Digital technologies are frequently framed as a solution to environmental, social and political dilemmas.

This seminar questions the assumptions underlying such practices and argues that more needs to be done to ensure the digital is sustainable, rather than a contributing agent to the Anthropocene. As well as situating this research in the digital geographies field and in relation to global environmental and urban thinking, early findings from a pilot project on digital sustainability in the University of Sydney will be presented.

The politics of the Anthropocene are contested and partially produced by digital contexts, both conceptually and physically. At the same time, digital production, consumption and storage are not frequently core concerns when evaluating the sustainability of everyday life in the Anthropocene.

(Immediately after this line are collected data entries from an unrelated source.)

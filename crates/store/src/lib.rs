//! Persistence backends for DevSquad project state.
//!
//! The `ProjectStore` trait is the only shared resource in the system. All
//! mutations are simple single-row writes with no transactions spanning
//! multiple steps of the runtime loop — a crash between a tool call and
//! the following status update can leave a task `in_progress`. That
//! partial-failure window is inherited from the product design and is
//! documented rather than papered over.

pub mod in_memory;
pub mod sqlite;

pub use in_memory::InMemoryStore;
pub use sqlite::SqliteStore;

use async_trait::async_trait;
use chrono::{DateTime, Utc};

use devsquad_core::{
    ActionRecord, AgentId, AgentInstance, AgentStatus, ApiContract, Artifact, Checkpoint, Decision,
    MemoryNote, ProjectManifest, StatusChange, StoreError, Task, TaskId, TaskStatus,
};

/// The persistence boundary for all project state.
///
/// The orchestration core borrows tasks/agents for the duration of an
/// iteration; it never owns their lifecycle.
#[async_trait]
pub trait ProjectStore: Send + Sync {
    // ── Tasks ──

    async fn insert_task(&self, task: Task) -> Result<(), StoreError>;

    async fn task(&self, id: &TaskId) -> Result<Task, StoreError>;

    /// Overwrite a task record (single-row write).
    async fn update_task(&self, task: &Task) -> Result<(), StoreError>;

    /// Validate and apply a status transition, appending one entry to the
    /// status-change log per call (re-applying the same status is legal
    /// and still logs exactly one entry).
    async fn set_task_status(&self, id: &TaskId, status: TaskStatus) -> Result<Task, StoreError>;

    async fn status_changes(&self, id: &TaskId) -> Result<Vec<StatusChange>, StoreError>;

    // ── Agents ──

    async fn insert_agent(&self, agent: AgentInstance) -> Result<(), StoreError>;

    async fn agent(&self, id: &AgentId) -> Result<AgentInstance, StoreError>;

    async fn update_agent(&self, agent: &AgentInstance) -> Result<(), StoreError>;

    async fn set_agent_status(&self, id: &AgentId, status: AgentStatus) -> Result<(), StoreError>;

    async fn agents(&self) -> Result<Vec<AgentInstance>, StoreError>;

    // ── Action log ──

    async fn append_action(&self, record: ActionRecord) -> Result<(), StoreError>;

    /// Most-recent actions since `since`, newest first, capped at `limit`.
    async fn recent_actions(
        &self,
        since: DateTime<Utc>,
        limit: usize,
    ) -> Result<Vec<ActionRecord>, StoreError>;

    // ── Checkpoints (write-only from the core's perspective) ──

    async fn write_checkpoint(&self, checkpoint: Checkpoint) -> Result<(), StoreError>;

    /// Number of checkpoints written for an agent (observability/tests).
    async fn checkpoint_count(&self, agent_id: &AgentId) -> Result<usize, StoreError>;

    // ── Artifacts (file version records) ──

    async fn artifact(&self, path: &str) -> Result<Option<Artifact>, StoreError>;

    async fn upsert_artifact(&self, artifact: Artifact) -> Result<(), StoreError>;

    async fn remove_artifact(&self, path: &str) -> Result<(), StoreError>;

    /// All artifacts, most-recently-updated first.
    async fn artifacts(&self) -> Result<Vec<Artifact>, StoreError>;

    // ── Context records ──

    async fn add_decision(&self, decision: Decision) -> Result<(), StoreError>;

    /// Most-recent decisions, newest first, capped at `limit`.
    async fn recent_decisions(&self, limit: usize) -> Result<Vec<Decision>, StoreError>;

    async fn api_contracts(&self) -> Result<Vec<ApiContract>, StoreError>;

    async fn add_api_contract(&self, contract: ApiContract) -> Result<(), StoreError>;

    async fn add_memory(&self, memory: MemoryNote) -> Result<(), StoreError>;

    /// Top memories by importance (then recency), capped at `limit`.
    async fn memories(&self, limit: usize) -> Result<Vec<MemoryNote>, StoreError>;

    async fn manifest(&self) -> Result<Option<ProjectManifest>, StoreError>;

    async fn set_manifest(&self, manifest: ProjectManifest) -> Result<(), StoreError>;
}

/// Shared transition logic used by both backends.
pub(crate) fn apply_status(task: &mut Task, status: TaskStatus) -> Result<StatusChange, StoreError> {
    if !task.status.can_transition(status) {
        return Err(StoreError::InvalidTransition {
            from: task.status.as_str().into(),
            to: status.as_str().into(),
        });
    }
    let change = StatusChange {
        task_id: task.id.clone(),
        from: task.status,
        to: status,
        changed_at: Utc::now(),
    };
    task.status = status;
    task.updated_at = change.changed_at;
    Ok(change)
}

Assumptions about digital lives being sustainable abound but we infrequently consider what we could do to ensure that digital use does not exacerbate environmental degradation. Structural forces also impinge on evaluating the sustainability of digital lives, including a lack of corporate disclosure and limited government regulation of digital technologies.

Early promises of digital technologies in urban settings to free us from environmental costs, via claims such as paperless offices, commonly shape understanding of digital sustainability. With digital spaces firmly entrenched in everyday life and continuing to extend their reach, the challenge to make the digital sustainable lies in wait.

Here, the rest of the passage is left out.